Apesar da marcha principal ter sido pacífica, vários pequenos grupos acabaram entrando em confronto com a polícia. Dois carros, uma motocicleta e materiais de construção foram incendiados, gerando nuvens negras de fumaça que podiam ser vistas a quilômetros de distância.

Segundo relatos de agências de notícias, alguns manifestantes mascarados ainda lançaram fogos de artifício, ergueram barricadas e atiraram pedras contra agentes, que em resposta lançaram gás lacrimogêneo e bombas de efeito moral contra os ativistas.

Os policiais haviam sido instruídos a não agir com violência durante os atos. Uma carta interna do chefe da polícia de Paris, Didier Lallement, pedia que os oficiais usassem "probidade, senso de honra e ética" enquanto faziam a segurança dos protestos, que foram autorizados pelas autoridades.

Centenas de policiais com armaduras, alguns com cassetetes, outros com lançadores de gás lacrimogêneo e uns poucos com rifles, se alinhavam ao longo da rota da marcha.

Organizados por associações de jornalistas e grupos de liberdade civil, os atos reuniram ainda militantes de esquerda, estudantes, grupos dos direitos dos migrantes, ativistas ambientais e "coletes amarelos" – estes têm protestado há dois anos contra as políticas do governo Macron.

Protestos contra a brutalidade policial e a nova lei de segurança também foram registrados em outras cidades francesas, como Lille, Rennes e Estrasburgo.

Policiais reunidos perto da Praça da Bastilha, onde a marcha terminou em Paris
Policiais reunidos perto da Praça da Bastilha, onde a marcha terminou na capital da FrançaFoto: Francois Mori/AP Photo/picture alliance

Agressão policial contra negro

Os atos ocorrem após mais um caso de violência policial chocar a França.
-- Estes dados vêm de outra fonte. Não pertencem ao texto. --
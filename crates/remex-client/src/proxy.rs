//! Local stand-ins for remote functions and remote dictionaries.
//!
//! Proxies hold nothing but a shared client reference, so they are cheap to
//! create whenever a remote callable shows up. They never cache: every
//! operation goes over the wire, and every operation on a closed client fails.

use std::sync::Arc;

use remex_common::{Command, RemexError, Result, Value};

use crate::client::NetworkClient;

/// Largest arity a remote function proxy accepts.
pub const MAX_ARITY: usize = 16;

/// A remote function, callable with a fixed number of arguments.
///
/// Each call sends `FunctionCall(symbol, args)` over the client and blocks
/// for the reply, so it must not be used from inside the client's runtime.
///
/// # Example
///
/// ```no_run
/// use remex_client::{Remote, RemoteDict};
/// # use remex_client::NetworkClient;
/// # use remex_common::Value;
/// # fn example(client: std::sync::Arc<NetworkClient>) -> remex_common::Result<()> {
/// let dict = RemoteDict::new(client);
/// if let Remote::Function(avg) = dict.get(Value::symbol("avg"))? {
///     let xs: Value = (0..100).map(Value::from).collect();
///     assert_eq!(avg.call(vec![xs])?, Value::Float(49.5));
/// }
/// # Ok(())
/// # }
/// ```
#[derive(Debug, Clone)]
pub struct RemoteFunction {
    client: Arc<NetworkClient>,
    symbol: String,
    arity: usize,
}

impl RemoteFunction {
    /// Wraps the remote function `symbol`.
    ///
    /// # Arguments
    /// * `client` - Connection the calls go over
    /// * `symbol` - Name of the function on the peer
    /// * `arity` - Declared parameter count, as reported in [`Value::FnRef`]
    ///
    /// # Errors
    /// `InvalidResponse` when `arity` exceeds [`MAX_ARITY`].
    pub fn new(client: Arc<NetworkClient>, symbol: impl Into<String>, arity: usize) -> Result<Self> {
        if arity > MAX_ARITY {
            return Err(RemexError::InvalidResponse(format!(
                "remote function arity {} exceeds the maximum of {}",
                arity, MAX_ARITY
            )));
        }
        Ok(Self {
            client,
            symbol: symbol.into(),
            arity,
        })
    }

    pub fn symbol(&self) -> &str {
        &self.symbol
    }

    pub fn arity(&self) -> usize {
        self.arity
    }

    pub fn client(&self) -> &Arc<NetworkClient> {
        &self.client
    }

    /// Calls the remote function with exactly [`arity`](Self::arity) arguments.
    ///
    /// # Returns
    /// The remote result. A failure on the peer is a value too:
    /// `Value::Error("symbol not found: ...")` or `Value::Error("internal error")`.
    ///
    /// # Errors
    /// - `InvalidRequest` for a wrong argument count or an unencodable argument
    /// - `NotConnected` / `ConnectionLost` from the client
    pub fn call(&self, args: Vec<Value>) -> Result<Value> {
        if args.len() != self.arity {
            return Err(RemexError::InvalidRequest(format!(
                "{} expects {} argument(s), got {}",
                self.symbol,
                self.arity,
                args.len()
            )));
        }
        self.client.call(Command::call(self.symbol.clone(), args))
    }
}

/// A remote key/value store, backed by the peer's global names.
///
/// `get` and `set` map to `DictGet` and `DictSet`. Membership tests are not
/// supported: the peer cannot answer one without sending the value.
#[derive(Debug, Clone)]
pub struct RemoteDict {
    client: Arc<NetworkClient>,
}

impl RemoteDict {
    pub fn new(client: Arc<NetworkClient>) -> Self {
        Self { client }
    }

    pub fn client(&self) -> &Arc<NetworkClient> {
        &self.client
    }

    /// Fetches `key` from the peer.
    ///
    /// # Arguments
    /// * `key` - A symbol or string naming the remote global
    ///
    /// # Returns
    /// [`Remote::Function`] bound to this client when the remote value is a
    /// function, [`Remote::Value`] otherwise (including not-found errors)
    pub fn get(&self, key: impl Into<Value>) -> Result<Remote> {
        let key = key.into();
        let name = key.as_symbol().or_else(|| key.as_str()).map(str::to_owned);
        match (name, self.client.call(Command::DictGet { key })?) {
            (Some(name), Value::FnRef { arity }) => Ok(Remote::Function(RemoteFunction::new(
                Arc::clone(&self.client),
                name,
                arity,
            )?)),
            (_, value) => Ok(Remote::Value(value)),
        }
    }

    /// Stores `value` under `key` and returns the handle for chaining.
    ///
    /// # Errors
    /// `Evaluation` when the peer reports a failure, plus the client's
    /// connection errors.
    pub fn set(&self, key: impl Into<Value>, value: impl Into<Value>) -> Result<&Self> {
        let reply = self.client.call(Command::set(key, value))?;
        if let Value::Error(message) = reply {
            return Err(RemexError::Evaluation(message));
        }
        Ok(self)
    }

    /// Always fails: the remote side cannot answer membership without
    /// returning the value itself.
    pub fn contains(&self, _key: impl Into<Value>) -> Result<bool> {
        Err(RemexError::Unsupported("membership test on a remote dict"))
    }
}

/// The local view of something fetched from a peer.
#[derive(Debug, Clone)]
pub enum Remote {
    Value(Value),
    Function(RemoteFunction),
}

impl Remote {
    pub fn as_value(&self) -> Option<&Value> {
        match self {
            Remote::Value(value) => Some(value),
            Remote::Function(_) => None,
        }
    }

    pub fn into_value(self) -> Option<Value> {
        match self {
            Remote::Value(value) => Some(value),
            Remote::Function(_) => None,
        }
    }

    pub fn as_function(&self) -> Option<&RemoteFunction> {
        match self {
            Remote::Function(function) => Some(function),
            Remote::Value(_) => None,
        }
    }
}
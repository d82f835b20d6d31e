//! Configuration parsing errors.

use thiserror::Error;

#[derive(Debug, Error)]
pub enum ConfigError {
    #[error("KDL parse error: {0}")]
    Parse(#[from] kdl::KdlError),

    #[error("missing required field: {0}")]
    MissingField(String),

    #[error("invalid value for {field}: {message}")]
    InvalidValue { field: String, message: String },

    #[error("invalid URL: {0}")]
    Url(#[from] url::ParseError),

    #[error("duplicate definition: {0}")]
    Duplicate(String),

    #[error("invalid reference: {0}")]
    InvalidReference(String),

    #[error("missing credential for worker '{0}'")]
    MissingCredential(String),

    #[error("IO error: {0}")]
    Io(#[from] std::io::Error),
}

pub type ConfigResult<T> = std::result::Result<T, ConfigError>;
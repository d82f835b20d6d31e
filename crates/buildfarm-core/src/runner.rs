//! The execution seam between the coordinator and workers.
//!
//! The coordinator never runs build commands itself; it hands fully
//! resolved [`CommandSpec`]s to a [`CommandRunner`] and observes exit
//! status and captured output. Implementations decide how a worker
//! name maps to an execution environment.

use std::collections::HashMap;
use std::path::PathBuf;
use std::time::Duration;

use async_trait::async_trait;

use crate::Result;

/// A fully resolved command to run on a worker.
#[derive(Debug, Clone)]
pub struct CommandSpec {
    /// Argument vector; shell strings are wrapped in `sh -c` by the
    /// caller before reaching the runner.
    pub argv: Vec<String>,
    /// Absolute working directory on the worker.
    pub workdir: PathBuf,
    /// Environment overrides.
    pub env: HashMap<String, String>,
    /// Maximum execution time, if any.
    pub timeout: Option<Duration>,
}

/// Outcome of a finished command.
#[derive(Debug, Clone)]
pub struct CommandOutcome {
    /// Exit code; None when the process died without one.
    pub exit_code: Option<i32>,
    /// Combined stdout and stderr, for capture extractors and failure
    /// reporting.
    pub output: String,
}

impl CommandOutcome {
    pub fn success(&self) -> bool {
        self.exit_code == Some(0)
    }
}

/// Runs commands on behalf of the coordinator.
#[async_trait]
pub trait CommandRunner: Send + Sync {
    /// Name of this runner, for logs.
    fn name(&self) -> &'static str;

    /// Run a command to completion on the named worker.
    async fn run(&self, worker: &str, spec: CommandSpec) -> Result<CommandOutcome>;

    /// Absolute base directory for a worker's build trees.
    fn base_dir(&self, worker: &str) -> PathBuf;
}
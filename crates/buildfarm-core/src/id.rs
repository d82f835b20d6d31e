//! Build identifiers.

use derive_more::Display;
use serde::{Deserialize, Serialize};
use uuid::Uuid;

/// Identifier minted when a build request is created and kept for the
/// run it becomes, so force-build callers can poll the same id from
/// queue to archive.
///
/// Uses UUIDv7 for time-ordered, sortable ids.
#[derive(Debug, Clone, Copy, PartialEq, Eq, Hash, Serialize, Deserialize, Display)]
#[display("{_0}")]
pub struct BuildId(Uuid);

impl BuildId {
    /// Create a new unique BuildId using UUIDv7.
    pub fn new() -> Self {
        Self(Uuid::now_v7())
    }

    /// Create a BuildId from an existing UUID.
    pub fn from_uuid(uuid: Uuid) -> Self {
        Self(uuid)
    }

    /// Get the underlying UUID.
    pub fn as_uuid(&self) -> &Uuid {
        &self.0
    }
}

impl Default for BuildId {
    fn default() -> Self {
        Self::new()
    }
}

impl From<Uuid> for BuildId {
    fn from(uuid: Uuid) -> Self {
        Self(uuid)
    }
}

impl std::str::FromStr for BuildId {
    type Err = uuid::Error;

    fn from_str(s: &str) -> std::result::Result<Self, Self::Err> {
        Ok(Self(Uuid::parse_str(s)?))
    }
}
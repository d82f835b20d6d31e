//! The buildfarm coordinator daemon.

use std::path::{Path, PathBuf};
use std::sync::Arc;

use anyhow::Context;
use clap::{Parser, Subcommand};
use tokio::net::TcpListener;
use tower_http::trace::TraceLayer;
use tracing::{info, warn};
use tracing_subscriber::EnvFilter;

use buildfarm_api::AppState;
use buildfarm_config::FarmConfig;
use buildfarm_dispatch::{BuildEvent, Dispatcher, DispatcherHandle};
use buildfarm_exec::LocalRunner;

mod supervisor;

#[derive(Parser)]
#[command(name = "buildfarmd")]
#[command(about = "CI build dispatcher", long_about = None)]
struct Cli {
    /// Path to the farm configuration document
    #[arg(long, env = "BUILDFARM_CONFIG", default_value = "farm.kdl")]
    config: PathBuf,

    #[command(subcommand)]
    command: Option<Command>,
}

#[derive(Subcommand)]
enum Command {
    /// Run the coordinator (default)
    Run,
    /// Validate the configuration and exit
    Check,
}

#[tokio::main]
async fn main() -> anyhow::Result<()> {
    tracing_subscriber::fmt()
        .with_env_filter(
            EnvFilter::try_from_default_env().unwrap_or_else(|_| EnvFilter::new("info")),
        )
        .init();

    let cli = Cli::parse();
    match cli.command.unwrap_or(Command::Run) {
        Command::Check => check(&cli.config),
        Command::Run => run(cli.config).await,
    }
}

fn check(path: &Path) -> anyhow::Result<()> {
    let config = FarmConfig::load(path)
        .with_context(|| format!("configuration error in {}", path.display()))?;
    println!(
        "configuration OK: {} workers, {} builders, {} schedulers, {} sources",
        config.workers.len(),
        config.builders.len(),
        config.schedulers.len(),
        config.sources.len()
    );
    Ok(())
}

async fn run(config_path: PathBuf) -> anyhow::Result<()> {
    // A broken configuration must refuse to start, not run partially.
    let config = Arc::new(
        FarmConfig::load(&config_path)
            .with_context(|| format!("configuration error in {}", config_path.display()))?,
    );
    info!(
        project = %config.project,
        workers = config.workers.len(),
        builders = config.builders.len(),
        "starting coordinator"
    );

    let runner = Arc::new(LocalRunner::new(config.state_dir.join("workers")));
    let (dispatcher, _dispatcher_task) = Dispatcher::spawn(config.clone(), runner);

    tokio::spawn(log_events(dispatcher.clone()));
    tokio::spawn(supervisor::run(dispatcher.clone()));

    let app = buildfarm_api::router(AppState::new(dispatcher, &config_path))
        .layer(TraceLayer::new_for_http());
    let listener = TcpListener::bind(config.listen)
        .await
        .with_context(|| format!("cannot listen on {}", config.listen))?;
    info!(listen = %config.listen, "status API up");

    axum::serve(listener, app)
        .with_graceful_shutdown(shutdown_signal())
        .await?;
    info!("shut down");
    Ok(())
}

/// Log build outcomes; the failure edge is the operator-facing alert.
async fn log_events(dispatcher: DispatcherHandle) {
    let mut events = dispatcher.subscribe();
    loop {
        match events.recv().await {
            Ok(BuildEvent::FailureEdge(notification)) => {
                warn!(
                    builder = %notification.builder,
                    run = %notification.run,
                    step = ?notification.failing_step,
                    "builder started failing"
                );
            }
            Ok(_) => {}
            Err(tokio::sync::broadcast::error::RecvError::Lagged(missed)) => {
                warn!(missed, "event stream lagged");
            }
            Err(tokio::sync::broadcast::error::RecvError::Closed) => break,
        }
    }
}

async fn shutdown_signal() {
    if let Err(error) = tokio::signal::ctrl_c().await {
        warn!(%error, "cannot install shutdown handler");
        std::future::pending::<()>().await;
    }
    info!("shutdown requested");
}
Em 21 de novembro, o produtor musical negro Michel Zecler foi agredido por agentes durante uma batida policial em Paris. Quatro oficiais envolvidos na ação foram suspensos e posteriormente presos, enquanto o caso é investigado.

Imagens de câmeras de vigilância mostram os policiais usando gás lacrimogêneo contra a vítima, sem razão aparente. Segundo a mídia francesa, o produtor estaria andando por Paris sem máscara protetora, quando avistou um carro de polícia. Para evitar ser multado, ele correu para seu estúdio de música.

As imagens mostram três policiais seguindo Zecler e o atacando com socos, pontapés e golpes de cassetete, e bradando epítetos racistas. Expulsos por moradores do prédio, os agentes teriam retornado com reforço e atirado uma granada de gás lacrimogêneo dentro do estúdio.

Zecler foi levado à delegacia e mantido em custódia por 48 horas, acusado de "violência contra pessoa depositária de autoridade pública" e "rebelião".

Na sexta-feira, o presidente Macron afirmou que ficou "chocado" com as imagens da agressão e que elas "envergonham" o país. Ele ainda pediu ao governo que "apresente rapidamente propostas" para "lutar com maior eficácia contra toda a discriminação". 

"A França nunca poderá permitir que floresçam o ódio ou o racismo. A França nunca deve recorrer à violência ou à brutalidade, de onde quer que ela venha", disse o líder francês, pedindo contundência para punir os agentes que quebram os códigos.

Este foi o segundo caso de violência policial em Paris da semana: na terça-feira, o governo ordenou uma investigação interna, depois da divulgação de cenas de policiais expulsando com brutalidade requerentes de refúgio de um acampamento não autorizado.